ANALYSIS: Mitsubishi not enough for Germany
Japan’s mighty Mitsubishi Corporation on Wednesday sealed two deals with transmission system operator (TSO) TenneT to buy into German offshore wind grid-connections.
It closed a €240m ($320m) investment agreement for the high-voltage cable projects BorWin1 and BorWin2, and confirmed another €336m for two more offshore hubs, HelWin2 and DolWin2.
The news was certainly a relief for Germany’s fledgling offshore wind sector, which has suffered grid connection delays that threaten to derail the country’s target to reach 10GW of offshore generation capacity by 2020, and 25GW by 2030.
But how much comfort can the embattled industry really take from the Japanese investment?
The Mitsubishi deal at least shows that the amended German Energy Law – passed by parliament late last year, and capping the liability of TSOs for delays or damage to grid links – is having an effect, says Ronny Meyer, managing director at WAB, a network for the wind industry in Germany’s northwest.
“But it’s not enough,” Meyer tells Recharge. “It is obvious that this investment doesn’t resolve the fundamental problems of all grid connections.” Additional investors need to come on board, Meyer says.

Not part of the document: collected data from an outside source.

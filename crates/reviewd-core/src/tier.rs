use crate::types::{FileChange, ReviewTier};
use serde::{Deserialize, Serialize};

// ---------------------------------------------------------------------------
// Thresholds
// ---------------------------------------------------------------------------

const QUICK_MAX_FILES: usize = 2;
const QUICK_MAX_LINES: u32 = 50;
const DEEP_MIN_FILES: usize = 11;
const DEEP_MIN_LINES: u32 = 501;

// ---------------------------------------------------------------------------
// TierRecommendation
// ---------------------------------------------------------------------------

#[derive(Debug, Clone, PartialEq, Serialize, Deserialize)]
pub struct TierRecommendation {
    pub tier: ReviewTier,
    pub total_files: usize,
    pub total_lines_changed: u32,
    pub reason: String,
}

/// Bucket aggregate change volume into a review-depth tier.
/// Purely a threshold lookup, no state.
pub fn classify_changes(changes: &[FileChange]) -> TierRecommendation {
    let total_files = changes.len();
    let total_lines_changed: u32 = changes.iter().map(|c| c.lines_changed).sum();

    let (tier, reason) = if total_files >= DEEP_MIN_FILES || total_lines_changed >= DEEP_MIN_LINES {
        (
            ReviewTier::Deep,
            format!("{total_files} files / {total_lines_changed} lines warrant a deep review"),
        )
    } else if total_files <= QUICK_MAX_FILES && total_lines_changed <= QUICK_MAX_LINES {
        (
            ReviewTier::Quick,
            format!("{total_files} files / {total_lines_changed} lines fit a quick review"),
        )
    } else {
        (
            ReviewTier::Standard,
            format!("{total_files} files / {total_lines_changed} lines fit a standard review"),
        )
    };

    TierRecommendation {
        tier,
        total_files,
        total_lines_changed,
        reason,
    }
}

// ---------------------------------------------------------------------------
// Tests
// ---------------------------------------------------------------------------
use crate::output;
use anyhow::Context;
use reviewd_core::changeset;
use std::path::Path;

pub fn run(root: &Path, json: bool) -> anyhow::Result<()> {
    let changes = changeset::changed_files(root).context("failed to read pending changes")?;

    if json {
        return output::print_json(&changes);
    }

    if changes.is_empty() {
        println!("No pending changes.");
        return Ok(());
    }

    let rows = changes
        .iter()
        .map(|c| {
            vec![
                c.path.clone(),
                format!("+{}", c.lines_added),
                format!("-{}", c.lines_deleted),
                c.lines_changed.to_string(),
            ]
        })
        .collect();
    output::print_table(&["FILE", "ADDED", "DELETED", "CHANGED"], rows);
    Ok(())
}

Mitsubishi may well bring more to the party than just investment, points out Hans-Josef Fell, an energy expert and MP from the opposition Green Party.
The global industrial giant may contribute know-how to overcome technological challenges in the fairly new offshore wind sector, Fell tells Recharge.
Those technological issues aren’t trivial, not least because of the water depths at planned German offshore parks.
But TenneT’s capital resources are very thin. The TSO has committed almost €6bn in German offshore infrastructure, and Mitsubishi’s investment represents a mere tenth of that. TenneT will still need to find further investors, Fell agrees.
An alternative would be a capital increase at the TSO itself.
But that is highly unlikely. TenneT belongs to the Dutch state, and the Netherlands’ triple-A sovereign debt rating remains on a negative outlook at ratings agency Standard & Poor’s.
The Hague will think twice before pouring billions into a company to help Germany overcome its offshore wind grid connection problems.
Some in the offshore wind industry are lobbying for a role for German development bank KfW instead. “The KfW should enter with a minority stake,” Fell claims, pointing to a demand of his party to that effect.